- **TASK DESCRIPTION**:
The data below should be duplicated in full, unchanged.

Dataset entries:
——————————

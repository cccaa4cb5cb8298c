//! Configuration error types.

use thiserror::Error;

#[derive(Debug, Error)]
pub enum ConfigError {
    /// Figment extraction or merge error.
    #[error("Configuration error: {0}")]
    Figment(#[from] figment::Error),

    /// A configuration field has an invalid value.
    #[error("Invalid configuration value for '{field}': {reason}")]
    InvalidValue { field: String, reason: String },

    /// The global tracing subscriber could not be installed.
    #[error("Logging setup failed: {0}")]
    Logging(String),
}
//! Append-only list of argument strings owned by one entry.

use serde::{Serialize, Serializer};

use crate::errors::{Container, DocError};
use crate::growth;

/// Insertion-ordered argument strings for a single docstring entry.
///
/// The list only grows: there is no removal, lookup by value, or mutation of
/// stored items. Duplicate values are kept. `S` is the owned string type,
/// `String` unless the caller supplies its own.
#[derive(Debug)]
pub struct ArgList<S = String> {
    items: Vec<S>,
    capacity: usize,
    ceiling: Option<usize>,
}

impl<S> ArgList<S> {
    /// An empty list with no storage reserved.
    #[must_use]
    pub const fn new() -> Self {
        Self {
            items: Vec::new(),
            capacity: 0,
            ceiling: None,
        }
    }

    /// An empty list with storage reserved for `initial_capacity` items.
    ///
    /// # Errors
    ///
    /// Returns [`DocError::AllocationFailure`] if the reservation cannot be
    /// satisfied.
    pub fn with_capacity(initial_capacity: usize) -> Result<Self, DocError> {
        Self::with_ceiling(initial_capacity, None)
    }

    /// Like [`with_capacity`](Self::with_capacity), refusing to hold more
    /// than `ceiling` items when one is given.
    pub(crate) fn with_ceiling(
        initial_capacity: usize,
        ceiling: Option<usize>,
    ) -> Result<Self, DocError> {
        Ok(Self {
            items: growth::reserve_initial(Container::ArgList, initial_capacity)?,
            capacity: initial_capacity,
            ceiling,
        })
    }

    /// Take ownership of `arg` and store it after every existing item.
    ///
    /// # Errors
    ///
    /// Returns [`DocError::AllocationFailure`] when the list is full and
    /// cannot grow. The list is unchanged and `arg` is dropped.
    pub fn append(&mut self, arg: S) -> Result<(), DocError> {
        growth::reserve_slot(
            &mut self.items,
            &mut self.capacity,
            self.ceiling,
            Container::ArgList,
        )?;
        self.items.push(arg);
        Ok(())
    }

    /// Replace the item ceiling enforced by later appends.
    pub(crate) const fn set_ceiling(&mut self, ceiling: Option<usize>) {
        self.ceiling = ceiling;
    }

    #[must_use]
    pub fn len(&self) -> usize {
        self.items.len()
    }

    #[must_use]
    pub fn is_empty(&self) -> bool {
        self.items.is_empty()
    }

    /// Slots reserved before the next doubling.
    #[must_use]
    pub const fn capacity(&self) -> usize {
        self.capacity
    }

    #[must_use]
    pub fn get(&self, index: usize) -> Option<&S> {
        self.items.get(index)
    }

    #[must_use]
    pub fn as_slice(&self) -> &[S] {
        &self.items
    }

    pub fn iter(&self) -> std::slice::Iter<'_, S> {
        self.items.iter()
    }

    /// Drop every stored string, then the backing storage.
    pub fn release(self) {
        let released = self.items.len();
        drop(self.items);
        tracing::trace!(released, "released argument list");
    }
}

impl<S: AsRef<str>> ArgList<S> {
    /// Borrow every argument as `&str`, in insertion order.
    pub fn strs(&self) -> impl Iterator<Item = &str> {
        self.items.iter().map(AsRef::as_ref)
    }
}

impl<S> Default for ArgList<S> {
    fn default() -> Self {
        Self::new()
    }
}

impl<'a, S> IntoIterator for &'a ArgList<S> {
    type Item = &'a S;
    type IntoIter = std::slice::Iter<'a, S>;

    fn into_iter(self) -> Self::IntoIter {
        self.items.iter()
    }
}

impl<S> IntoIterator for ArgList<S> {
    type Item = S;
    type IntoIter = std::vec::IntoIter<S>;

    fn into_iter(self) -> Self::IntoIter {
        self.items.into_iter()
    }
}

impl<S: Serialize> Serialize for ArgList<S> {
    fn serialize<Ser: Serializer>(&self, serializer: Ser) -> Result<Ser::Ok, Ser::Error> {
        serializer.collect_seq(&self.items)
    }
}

——————————

- **OUTPUT OF THE TASK**:
repository cccaa4cb5cb8298c
//! Configuration error types.

use thiserror::Error;

#[derive(Debug, Error)]
pub enum ConfigError {
    /// Figment extraction or merge error.
    #[error("Configuration error: {0}")]
    Figment(#[from] figment::Error),

    /// A configuration field has an invalid value.
    #[error("Invalid configuration value for '{field}': {reason}")]
    InvalidValue { field: String, reason: String },

    /// The global tracing subscriber could not be installed.
    #[error("Logging setup failed: {0}")]
    Logging(String),
}
//! Append-only list of argument strings owned by one entry.

use serde::{Serialize, Serializer};

use crate::errors::{Container, DocError};
use crate::growth;

/// Insertion-ordered argument strings for a single docstring entry.
///
/// The list only grows: there is no removal, lookup by value, or mutation of
/// stored items. Duplicate values are kept. `S` is the owned string type,
/// `String` unless the caller supplies its own.
#[derive(Debug)]
pub struct ArgList<S = String> {
    items: Vec<S>,
    capacity: usize,
    ceiling: Option<usize>,
}

impl<S> ArgList<S> {
    /// An empty list with no storage reserved.
    #[must_use]
    pub const fn new() -> Self {
        Self {
            items: Vec::new(),
            capacity: 0,
            ceiling: None,
        }
    }

    /// An empty list with storage reserved for `initial_capacity` items.
    ///
    /// # Errors
    ///
    /// Returns [`DocError::AllocationFailure`] if the reservation cannot be
    /// satisfied.
    pub fn with_capacity(initial_capacity: usize) -> Result<Self, DocError> {
        Self::with_ceiling(initial_capacity, None)
    }

    /// Like [`with_capacity`](Self::with_capacity), refusing to hold more
    /// than `ceiling` items when one is given.
    pub(crate) fn with_ceiling(
        initial_capacity: usize,
        ceiling: Option<usize>,
    ) -> Result<Self, DocError> {
        Ok(Self {
            items: growth::reserve_initial(Container::ArgList, initial_capacity)?,
            capacity: initial_capacity,
            ceiling,
        })
    }

    /// Take ownership of `arg` and store it after every existing item.
    ///
    /// # Errors
    ///
    /// Returns [`DocError::AllocationFailure`] when the list is full and
    /// cannot grow. The list is unchanged and `arg` is dropped.
    pub fn append(&mut self, arg: S) -> Result<(), DocError> {
        growth::reserve_slot(
            &mut self.items,
            &mut self.capacity,
            self.ceiling,
            Container::ArgList,
        )?;
        self.items.push(arg);
        Ok(())
    }

    /// Replace the item ceiling enforced by later appends.
    pub(crate) const fn set_ceiling(&mut self, ceiling: Option<usize>) {
        self.ceiling = ceiling;
    }

    #[must_use]
    pub fn len(&self) -> usize {
        self.items.len()
    }

    #[must_use]
    pub fn is_empty(&self) -> bool {
        self.items.is_empty()
    }

    /// Slots reserved before the next doubling.
    #[must_use]
    pub const fn capacity(&self) -> usize {
        self.capacity
    }

    #[must_use]
    pub fn get(&self, index: usize) -> Option<&S> {
        self.items.get(index)
    }

    #[must_use]
    pub fn as_slice(&self) -> &[S] {
        &self.items
    }

    pub fn iter(&self) -> std::slice::Iter<'_, S> {
        self.items.iter()
    }

    /// Drop every stored string, then the backing storage.
    pub fn release(self) {
        let released = self.items.len();
        drop(self.items);
        tracing::trace!(released, "released argument list");
    }
}

impl<S: AsRef<str>> ArgList<S> {
    /// Borrow every argument as `&str`, in insertion order.
    pub fn strs(&self) -> impl Iterator<Item = &str> {
        self.items.iter().map(AsRef::as_ref)
    }
}

impl<S> Default for ArgList<S> {
    fn default() -> Self {
        Self::new()
    }
}

impl<'a, S> IntoIterator for &'a ArgList<S> {
    type Item = &'a S;
    type IntoIter = std::slice::Iter<'a, S>;

    fn into_iter(self) -> Self::IntoIter {
        self.items.iter()
    }
}

impl<S> IntoIterator for ArgList<S> {
    type Item = S;
    type IntoIter = std::vec::IntoIter<S>;

    fn into_iter(self) -> Self::IntoIter {
        self.items.into_iter()
    }
}

impl<S: Serialize> Serialize for ArgList<S> {
    fn serialize<Ser: Serializer>(&self, serializer: Ser) -> Result<Ser::Ok, Ser::Error> {
        serializer.collect_seq(&self.items)
    }
}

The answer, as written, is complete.